Hana Mandlikova, Jana Novotna and, more recently, Petra Kvitová, are all major champions, and Pliskova, who reached the final at Wimbledon this year before losing to Ashleigh Barty, was ranked No. 1 in 2017. Sukova’s daughter, Helena, won 14 majors in doubles.
The Czech Republic won the Fed Cup six out of eight years, from 2011 to 2018. Krejcikova made the team, playing doubles in 2018 and ’19. She made her singles debut in the competition, now renamed the Billie Jean King Cup, in Prague last week.
“There is only one reason that so many Czech players have been successful, and it’s because the coaches there all teach good technique,” said Mandlikova, winner of four majors in the 1980s before she served as the coach of the 1998 Wimbledon winner Novotna who, in turn, became Krejcikova’s mentor. “Sometimes that takes a little longer to develop, but it stays with you for your whole life.”
Krejcikova was not unknown as a junior. At 17 she won the 2013 European Junior Championships in singles and doubles. The same year, she and Siniakova captured junior doubles titles at the French Open, Wimbledon and the U.S. Open.
Still playing together on the WTA Tour, the pair won the French Open and Wimbledon in 2018 and the French this year. They also won a gold medal at the Olympics in July. This is the third time they have qualified for the WTA Finals, where they were runners-up in 2018. Krejcikova is also a three-time Australian Open mixed doubles winner.
“I remember when we played the Australian Open in 2020, she was in qualifying for singles and was ranked like 120, 130 in the world,” said Nikola Mektic, half of the world No. 1 doubles team. “To be Top 5 now is a major accomplishment for her. And she still keeps playing doubles and mixed, so hats off to her.”

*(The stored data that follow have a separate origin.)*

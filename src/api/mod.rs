// ============================================================================
// HTTP API (actix-web)
// ============================================================================
//
// Thin boundary over OrderLifecycleManager: request validation, the JSON
// envelope and error → status mapping live here, business rules do not.
//
// Literal routes (/recent, /search, ...) are registered before /{id} so they
// are never captured as an id.
//
// ============================================================================

pub mod dto;
pub mod error;
mod health;
mod orders;

use actix_web::{web, App, HttpServer};
use std::sync::Arc;

use crate::domain::order::OrderLifecycleManager;
use crate::health::HealthChecker;
use crate::metrics::Metrics;

pub use error::ApiError;

pub struct AppState {
    pub manager: Arc<OrderLifecycleManager>,
    pub health: HealthChecker,
    pub metrics: Arc<Metrics>,
}

pub fn configure(cfg: &mut web::ServiceConfig) {
    // Malformed bodies, query strings and path ids get the same envelope as validation errors
    cfg.app_data(
        web::JsonConfig::default()
            .error_handler(|err, _| ApiError::Validation(err.to_string()).into()),
    )
    .app_data(
        web::QueryConfig::default()
            .error_handler(|err, _| ApiError::Validation(err.to_string()).into()),
    )
    .app_data(
        web::PathConfig::default()
            .error_handler(|err, _| ApiError::Validation(err.to_string()).into()),
    )
    .service(
        web::scope("/api/orders")
            .route("", web::post().to(orders::create))
            .route("", web::get().to(orders::list))
            .route("/recent", web::get().to(orders::recent))
            .route("/search", web::get().to(orders::search))
            .route("/range", web::get().to(orders::range))
            .route("/summary", web::get().to(orders::summary))
            .route("/status/{status}", web::get().to(orders::by_status))
            .route("/{id}", web::get().to(orders::get))
            .route("/{id}", web::delete().to(orders::cancel))
            .route("/{id}/status", web::patch().to(orders::update_status)),
    )
    .route("/api/health", web::get().to(health::liveness))
    .route("/api/health/detailed", web::get().to(health::detailed))
    .route("/metrics", web::get().to(health::metrics));
}

/// Serve the API until the process is stopped.
pub async fn run(state: AppState, address: &str) -> std::io::Result<()> {
    let state = web::Data::new(state);
    tracing::info!("🌐 Starting HTTP server on http://{}", address);

    HttpServer::new(move || App::new().app_data(state.clone()).configure(configure))
        .bind(address)?
        .run()
        .await
}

Krejcikova has been trying to improve her singles game. From 2014 to 2019, she played the qualifying tournaments at the four majors 16 times, advancing to the main draw only once. She trained for several years at the TK Agrofert Prostejov, the same club where Kvitova trained.

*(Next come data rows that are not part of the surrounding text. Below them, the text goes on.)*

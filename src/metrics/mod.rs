use prometheus::{Encoder, IntCounterVec, Opts, Registry, TextEncoder};
use std::collections::HashMap;
use std::sync::Mutex;

// ============================================================================
// Metrics Module - Operational counters
// ============================================================================
//
// The lifecycle manager only sees `MetricsSink`: a named counter plus tag
// key/value pairs. `Metrics` backs it with a Prometheus registry that is
// scraped via GET /metrics.
//
// Counter names are dotted ("orders.created") and exported as
// Prometheus names ("orders_created_total"). A counter's label set is
// fixed by its first increment.
//
// ============================================================================

#[derive(Debug, thiserror::Error)]
pub enum MetricsError {
    #[error("Prometheus error: {0}")]
    Prometheus(#[from] prometheus::Error),

    #[error("Metrics registry lock poisoned")]
    Poisoned,
}

/// Accepts named counter increments. Implementations must be cheap and
/// must never block on I/O.
pub trait MetricsSink: Send + Sync {
    fn increment(&self, name: &str, tags: &[(&str, &str)]) -> Result<(), MetricsError>;
}

/// Increment a counter, logging instead of failing. Metrics never change
/// the outcome of the operation that emits them.
pub fn emit(sink: &dyn MetricsSink, name: &str, tags: &[(&str, &str)]) {
    if let Err(e) = sink.increment(name, tags) {
        tracing::warn!(counter = name, error = %e, "Failed to record metric");
    }
}

/// Prometheus-backed metrics registry for the whole service
pub struct Metrics {
    registry: Registry,
    counters: Mutex<HashMap<String, IntCounterVec>>,
}

impl Metrics {
    pub fn new() -> Result<Self, MetricsError> {
        Ok(Self {
            registry: Registry::new_custom(Some("fresh_chicken".to_string()), None)?,
            counters: Mutex::new(HashMap::new()),
        })
    }

    /// Render every registered metric in the Prometheus text format.
    pub fn render(&self) -> Result<String, MetricsError> {
        let mut buffer = Vec::new();
        TextEncoder::new().encode(&self.registry.gather(), &mut buffer)?;
        Ok(String::from_utf8_lossy(&buffer).into_owned())
    }

    /// Current value of a counter, or 0 if it was never incremented with these tags.
    pub fn counter_value(&self, name: &str, tags: &[(&str, &str)]) -> u64 {
        let Ok(counters) = self.counters.lock() else {
            return 0;
        };
        let labels: HashMap<&str, &str> = tags.iter().copied().collect();
        counters
            .get(name)
            .and_then(|vec| vec.get_metric_with(&labels).ok())
            .map(|counter| counter.get())
            .unwrap_or(0)
    }

    fn prometheus_name(name: &str) -> String {
        let sanitized: String = name
            .chars()
            .map(|c| if c.is_ascii_alphanumeric() { c } else { '_' })
            .collect();
        format!("{}_total", sanitized)
    }
}

impl MetricsSink for Metrics {
    fn increment(&self, name: &str, tags: &[(&str, &str)]) -> Result<(), MetricsError> {
        let mut counters = self.counters.lock().map_err(|_| MetricsError::Poisoned)?;

        let vec = match counters.get(name) {
            Some(vec) => vec.clone(),
            None => {
                let label_names: Vec<&str> = tags.iter().map(|(k, _)| *k).collect();
                let vec = IntCounterVec::new(
                    Opts::new(Self::prometheus_name(name), format!("Total {} events", name)),
                    &label_names,
                )?;
                self.registry.register(Box::new(vec.clone()))?;
                counters.insert(name.to_string(), vec.clone());
                vec
            }
        };

        let labels: HashMap<&str, &str> = tags.iter().copied().collect();
        vec.get_metric_with(&labels)?.inc();
        Ok(())
    }
}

“Petra is a legend,” Krejcikova said. “I used to watch her a lot, and I always wished that I could hit some balls with her. But then we were on the Fed Cup team together, and now I have a different perspective. It’s just crazy.”

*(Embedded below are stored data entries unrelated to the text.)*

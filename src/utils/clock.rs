use chrono::{DateTime, Utc};

/// Source of wall-clock time for order timestamps.
pub trait Clock: Send + Sync {
    fn now(&self) -> DateTime<Utc>;
}

#[derive(Debug, Default, Clone, Copy)]
pub struct SystemClock;

impl Clock for SystemClock {
    fn now(&self) -> DateTime<Utc> {
        Utc::now()
    }
}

Kvitova said she believed that doubles success had made Krejcikova a better singles player. “It’s the variety of her game and how she is seeing it from the doubles as well,” said Kvitova, a two-time Wimbledon winner. “She has a kick serve too which not many players have. And she has drop shots, slice, topspin, serve and volley, whatever, it’s all there.”
In January 2014, when she had just turned 18 years old, Krejcikova and her mother, Hana Krejcikova, knocked on the door of Novotna’s house in Brno, looking for advice. Novotna agreed to work with Krejcikova.
“I would say that the connection to her was a huge guiding light for me, and I really appreciate that she gave me her time and wanted to help me and not someone else,” Krejcikova said of Novotna, who died of cancer at age 49 in 2017. Because of Novotna, Krejcikova has become involved with the WTA’s Aceing Cancer campaign.
“Even when everyone else was in the Top 100 and I was playing I.T.F.s [International Tennis Federation tournaments] and qualifying, she always told me: ‘Be patient, you’re going to be like me. Keep improving, and you’ll get there one day.’ And, out of nowhere, I’m here.”